You may think that it’s a bit early to be giving an incoming 2nd-year student Econometrics advice but the advice I would have told my past self is freshest now, so hopefully, it will be more thorough. By the way, Econometrics took 40% of my total study time, despite only being 25% of my module allocation and I wish I had even more time so you can see how essential applying such hacks to this module is.

Without further ado, here is the advice I know would have saved me many hours of stress for one of the toughest Economics modules in the Warwick Economics department.

[1] Make crib sheets.

A crib sheet is a 1-page styled summary of a major topic condensing the most exam-oriented processes needed to help you succeed in the exam. I advise beginning the creation of these crib sheets as early as possible. Create your first round of crib sheets based on questions practice and then use the lecture notes to make your crib sheets even more robust.

The earlier you begin crib sheet creation, the quicker you can move around the feedback loop of seeing what works, what’s clear and what needs remaking. I guarantee that only about 20% of the crib sheet pages I made were useful and if I had more time, or started this process earlier, I could have taken those summary notes to the next level. Crib sheets are all about replacing the old to make things even more concise.

[2] Dominate past papers.

Year 2 Econometrics may be one of the toughest Economics modules out there, but it is equally one of the best when it comes to resources both in the number of past papers available and the solutions, plus forums available alongside those solutions. Also, if you post a question on the forum, be ready for an exceptionally fast reply from the Head of Economics who I bet has answered more forum questions on the EC226 page than any other university lecturer across the country.
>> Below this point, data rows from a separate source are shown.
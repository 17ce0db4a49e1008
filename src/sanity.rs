//! Post-optimization invariant checks.
//!
//! [`SanityChecker`] inspects a finished [`Problem`] and reports every
//! broken invariant as a [`Violation`]. Most violations are fatal: the
//! allocation must be discarded and the optimizer rerun with fresh
//! randomness. Under-filled rosters and a participant attending the
//! same program twice are only reported.
//!
//! Continuation placeholders are not roster entries, so they are exempt
//! from the active-slot, duplicate-program and roster cross checks.
//!
//! # Checks
//!
//! | Check | Fatal |
//! |-------|-------|
//! | Program runs in more slots than `max_occurrences` | yes |
//! | Program runs in a slot it may not use | yes |
//! | Roster above `max_places` | yes |
//! | Roster below `min_places` | no |
//! | Participant in two rosters of the same slot | yes |
//! | Allocated program not in the wish list | yes |
//! | Allocation while absent | yes |
//! | Allocation to a program not running in the slot | yes |
//! | Same program in two slots | no |
//! | Roster entry without matching allocation | yes |
//! | Allocation without matching roster entry | yes |

use serde::{Deserialize, Serialize};
use std::collections::HashMap;
use tracing::{error, info, warn};

use crate::models::{slots, ParticipantKey, Problem, Slot};

/// Classification of invariant violations.
#[derive(Debug, Clone, Copy, PartialEq, Eq, Hash, Serialize, Deserialize)]
pub enum ViolationType {
    TooManyOccurrences,
    SlotNotPossible,
    CapacityExceeded,
    BelowMinimum,
    DuplicateRosterEntry,
    PreferenceNotListed,
    UnavailableAllocation,
    InactiveProgram,
    DuplicateProgram,
    RosterMismatch,
    AllocationMismatch,
}

impl ViolationType {
    /// Whether this violation invalidates the allocation.
    pub fn is_fatal(self) -> bool {
        !matches!(self, Self::BelowMinimum | Self::DuplicateProgram)
    }
}

/// A broken invariant.
#[derive(Debug, Clone, PartialEq, Eq, Serialize, Deserialize)]
pub struct Violation {
    /// Type of violation.
    pub violation_type: ViolationType,
    /// Program id or participant id.
    pub entity_id: String,
    /// Affected slot, if the violation is slot-specific.
    pub slot: Option<Slot>,
    /// Human-readable description.
    pub message: String,
}

impl Violation {
    fn new(
        violation_type: ViolationType,
        entity_id: impl Into<String>,
        slot: Option<Slot>,
        message: impl Into<String>,
    ) -> Self {
        Self {
            violation_type,
            entity_id: entity_id.into(),
            slot,
            message: message.into(),
        }
    }

    pub fn is_fatal(&self) -> bool {
        self.violation_type.is_fatal()
    }
}

/// Outcome of a sanity check.
#[derive(Debug, Clone, Default, Serialize, Deserialize)]
pub struct SanityReport {
    pub violations: Vec<Violation>,
}

impl SanityReport {
    /// True when no fatal violation was found.
    pub fn passed(&self) -> bool {
        !self.violations.iter().any(Violation::is_fatal)
    }

    pub fn fatal(&self) -> impl Iterator<Item = &Violation> {
        self.violations.iter().filter(|v| v.is_fatal())
    }

    pub fn count(&self, violation_type: ViolationType) -> usize {
        self.violations
            .iter()
            .filter(|v| v.violation_type == violation_type)
            .count()
    }
}

/// Stateless verifier of allocation invariants.
#[derive(Debug, Clone, Copy, Default)]
pub struct SanityChecker;

impl SanityChecker {
    /// Runs every check and collects all violations.
    pub fn check(problem: &Problem) -> SanityReport {
        let mut violations = Vec::new();
        check_programs(problem, &mut violations);
        check_participants(problem, &mut violations);
        cross_check(problem, &mut violations);

        for v in &violations {
            if v.is_fatal() {
                error!(kind = ?v.violation_type, entity = %v.entity_id, "{}", v.message);
            } else {
                warn!(kind = ?v.violation_type, entity = %v.entity_id, "{}", v.message);
            }
        }
        let report = SanityReport { violations };
        if report.passed() {
            info!(
                warnings = report.violations.len(),
                "sanity checks passed"
            );
        }
        report
    }
}

/// Whether `problem` satisfies every fatal invariant.
pub fn check_sanity(problem: &Problem) -> bool {
    SanityChecker::check(problem).passed()
}

fn check_programs(problem: &Problem, violations: &mut Vec<Violation>) {
    let mut seats: HashMap<(ParticipantKey, Slot), usize> = HashMap::new();

    for (_, program) in problem.programs() {
        let id = program.id().to_string();
        let active = program.allocated_slot_count();
        if active > program.max_occurrences() {
            violations.push(Violation::new(
                ViolationType::TooManyOccurrences,
                &id,
                None,
                format!(
                    "Program {id} runs in {active} slots, at most {} allowed",
                    program.max_occurrences()
                ),
            ));
        }

        for slot in slots() {
            if program.is_allocated(slot) && !program.is_possible(slot) {
                violations.push(Violation::new(
                    ViolationType::SlotNotPossible,
                    &id,
                    Some(slot),
                    format!("Program {id} runs in slot {} it may not use", slot + 1),
                ));
            }
            let len = program.roster_len(slot);
            if len > program.max_places() {
                violations.push(Violation::new(
                    ViolationType::CapacityExceeded,
                    &id,
                    Some(slot),
                    format!(
                        "Program {id} has {len} participants in slot {}, max {}",
                        slot + 1,
                        program.max_places()
                    ),
                ));
            }
            if program.is_allocated(slot) && len < program.min_places() {
                violations.push(Violation::new(
                    ViolationType::BelowMinimum,
                    &id,
                    Some(slot),
                    format!(
                        "Program {id} has {len} participants in slot {}, min {}",
                        slot + 1,
                        program.min_places()
                    ),
                ));
            }
            for &participant in program.roster(slot) {
                *seats.entry((participant, slot)).or_default() += 1;
            }
        }
    }

    let mut duplicates: Vec<_> = seats.into_iter().filter(|(_, n)| *n > 1).collect();
    duplicates.sort();
    for ((participant, slot), count) in duplicates {
        let pid = problem.participant(participant).id();
        violations.push(Violation::new(
            ViolationType::DuplicateRosterEntry,
            pid,
            Some(slot),
            format!("Participant '{pid}' is on {count} rosters in slot {}", slot + 1),
        ));
    }
}

fn check_participants(problem: &Problem, violations: &mut Vec<Violation>) {
    for (_, participant) in problem.participants() {
        let pid = participant.id();
        for slot in slots() {
            let Some(allocation) = participant.allocation(slot) else {
                continue;
            };
            let program = problem.program(allocation.program());

            if participant.rank_of(allocation.program()).is_none() {
                violations.push(Violation::new(
                    ViolationType::PreferenceNotListed,
                    pid,
                    Some(slot),
                    format!("Program {} allocated to '{pid}' was never wished for", program.id()),
                ));
            }
            if !participant.is_available(slot) {
                violations.push(Violation::new(
                    ViolationType::UnavailableAllocation,
                    pid,
                    Some(slot),
                    format!(
                        "Program {} allocated to '{pid}' in slot {} while absent",
                        program.id(),
                        slot + 1
                    ),
                ));
            }
            if allocation.is_regular() && !program.is_allocated(slot) {
                violations.push(Violation::new(
                    ViolationType::InactiveProgram,
                    pid,
                    Some(slot),
                    format!(
                        "Program {} allocated to '{pid}' but not running in slot {}",
                        program.id(),
                        slot + 1
                    ),
                ));
            }
        }

        let regular: Vec<_> = participant
            .allocations()
            .iter()
            .flatten()
            .filter(|a| a.is_regular())
            .map(|a| a.program())
            .collect();
        for (i, program) in regular.iter().enumerate() {
            if regular[i + 1..].contains(program) {
                violations.push(Violation::new(
                    ViolationType::DuplicateProgram,
                    pid,
                    None,
                    format!(
                        "Program {} allocated to '{pid}' more than once",
                        problem.program(*program).id()
                    ),
                ));
            }
        }
    }
}

fn cross_check(problem: &Problem, violations: &mut Vec<Violation>) {
    for (key, participant) in problem.participants() {
        for slot in slots() {
            let Some(allocation) = participant.allocation(slot).filter(|a| a.is_regular()) else {
                continue;
            };
            let program = problem.program(allocation.program());
            if !program.roster(slot).contains(&key) {
                violations.push(Violation::new(
                    ViolationType::AllocationMismatch,
                    participant.id(),
                    Some(slot),
                    format!(
                        "'{}' allocated to program {} in slot {} but missing from its roster",
                        participant.id(),
                        program.id(),
                        slot + 1
                    ),
                ));
            }
        }
    }

    for (program_key, program) in problem.programs() {
        for slot in slots() {
            for &member in program.roster(slot) {
                let participant = problem.participant(member);
                let matches = participant
                    .allocation(slot)
                    .is_some_and(|a| a.is_regular() && a.program() == program_key);
                if !matches || !program.is_allocated(slot) {
                    violations.push(Violation::new(
                        ViolationType::RosterMismatch,
                        program.id().to_string(),
                        Some(slot),
                        format!(
                            "'{}' on roster of program {} in slot {} without matching allocation",
                            participant.id(),
                            program.id(),
                            slot + 1
                        ),
                    ));
                }
            }
        }
    }
}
I found most of my learning came from completing the 2015, 2016, 2017, 2018, 2019 and 2020 paper; and you’ll even have the 2021 paper (warning: do not take the 2021 paper at an emotional low point). The issue is that you may be tempted to revise content, then do past papers a couple of weeks before the exam. Do not do this. Front-load your preparation with past papers first, then target reinforcing your understanding when needed, and after completing the papers.

[3] Start early.

Didn’t I mention start early above? I firmly believe it deserves emphasis. If I could go back in time, as soon as that February multiple choice test worth 15% was completed, I wish I had begun summer exam past papers. Then using the revision live lectures and past papers, I would have formed solution crib sheets that would have given me ample time to condense and reform ahead of Easter.

Do not worry about ‘running out of practice material’. In my opinion, learning the solutions for all the previous past papers off by heart would put you in a massively advantaged position compared to ‘testing what you already know’. Testing what you already know only to realise you haven’t prepared for the complexity of the summer exam is painful and should be avoided through early preparation.

Do the past papers and revision lecture questions at least twice and base your crib sheets on these solutions.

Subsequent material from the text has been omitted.